Debra Winger fue una de las primeras actrices de las que me enamoré perdidamente siendo aún un adolescente incipiente. Como la mayoría, la descubrí en Oficial y Caballero, aunque sería su papel en La fuerza del cariño el que terminaría por conquistar -lágrimas incluidas- al gran público y el que le abrió las puertas al estrellato definitivo y el que le permitió compartir cartel con Robert Redford en Peligrosamente juntos, una de las comedias románticas más lúcidas y entretenidas de los ochenta y con la que caí, definitiva e irremisiblemente, rendido a sus pies. Winger desbordaba en aquella película un encanto natural irreprochable e iluminaba cada escena con la luz de unos ojos que no han perdido ni un destello de su fuerza -es ella quien ilumina las escasas secuencias en las que aparece en La boda de Rachel-.
Sin embargo, Peligrosamente juntos fue, posiblemente, su único gran éxito de taquilla desde entonces. Sus convicciones ideológicas y su compromiso profesional con proyectos menos comerciales fueron mermando su aparición en pantalla. El caso de la viuda negra, El sendero de la traición y Todo el mundo gana fueron sus últimas apariciones en los ochenta, y, en buena medida, le valieron para ser elegida por Bernardo Bertolucci para un papel excesivamente comprometido para una estrella de Hollywood en 1990, el de la esposa de Paul Bowles (John Malkovich) en El cielo protector. Tres años más tarde realizaría su última gran película de éxito, la memorable Tierras de penumbra, antes de caer en un progresivo distanciamiento con el cine y, por supuesto, con el público.
En 2003, la actriz Rosanna Arquette la eligió como representante de una generación de actrices estadounidenses relegadas a un segundo plano por la dictadura de la taquilla para su película documental En busca de Debra Winger.
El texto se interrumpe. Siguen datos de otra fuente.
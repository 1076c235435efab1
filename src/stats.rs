use crate::error::RankError;
use crate::ranking::category::score_for_label;
use crate::ranking::tier::tier_name;
use crate::repository::{PageRepository, ScoreStats, TierCount};

pub struct RunStats {
    pub scores: ScoreStats,
    pub categories: Vec<(String, i64)>,
    pub tiers: Vec<TierCount>,
}

pub async fn collect<R>(repo: &R) -> Result<RunStats, RankError>
where
    R: PageRepository + ?Sized,
{
    let scores = repo.aggregate_score_stats().await?;
    let categories = repo.category_breakdown().await?;
    let tiers = repo.tier_breakdown().await?;
    Ok(RunStats {
        scores,
        categories,
        tiers,
    })
}

impl RunStats {
    pub fn print(&self) {
        let s = &self.scores;
        println!("Ranked:    {}", s.ranked_count);
        println!("Top pages: {}", s.top_count);
        println!("Avg score: {}", fmt_opt(s.avg_score.map(|v| format!("{:.1}", v))));
        println!("Min score: {}", fmt_opt(s.min_score.map(|v| v.to_string())));
        println!("Max score: {}", fmt_opt(s.max_score.map(|v| v.to_string())));

        if !self.categories.is_empty() {
            println!("\n--- Categories (table score) ---");
            for (category, count) in &self.categories {
                println!(
                    "  {:<16} {:>3} {:>7} ({:.1}%)",
                    category,
                    score_for_label(category),
                    count,
                    percent(*count, s.ranked_count)
                );
            }
        }

        if !self.tiers.is_empty() {
            println!("\n--- Business value tiers ---");
            let mut current = None;
            for t in &self.tiers {
                if current != Some(t.tier) {
                    println!("  {}:", tier_name(t.tier));
                    current = Some(t.tier);
                }
                println!(
                    "    {:<14} {:>7} ({:.1}%)",
                    t.class,
                    t.count,
                    percent(t.count, s.ranked_count)
                );
            }
        }
    }
}

fn fmt_opt(v: Option<String>) -> String {
    v.unwrap_or_else(|| "-".into())
}

fn percent(part: i64, total: i64) -> f64 {
    if total == 0 {
        0.0
    } else {
        part as f64 * 100.0 / total as f64
    }
}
Ese documental le devolvió algo de la popularidad perdida y desde entonces ha aparecido esporádicamente, y como secundaria, en algunos trabajos, el más reciente de ellos, La boda de Rachel, en la que nos ha legado una secuencia antológica -la de la riña con Anne Hathaway, puñetazo incluido- desde el punto de vista interpretativo, y en la que deja de manifiesto su compromiso con un cine muy diferente al que hace Hollywood y del que decidió renegar un día.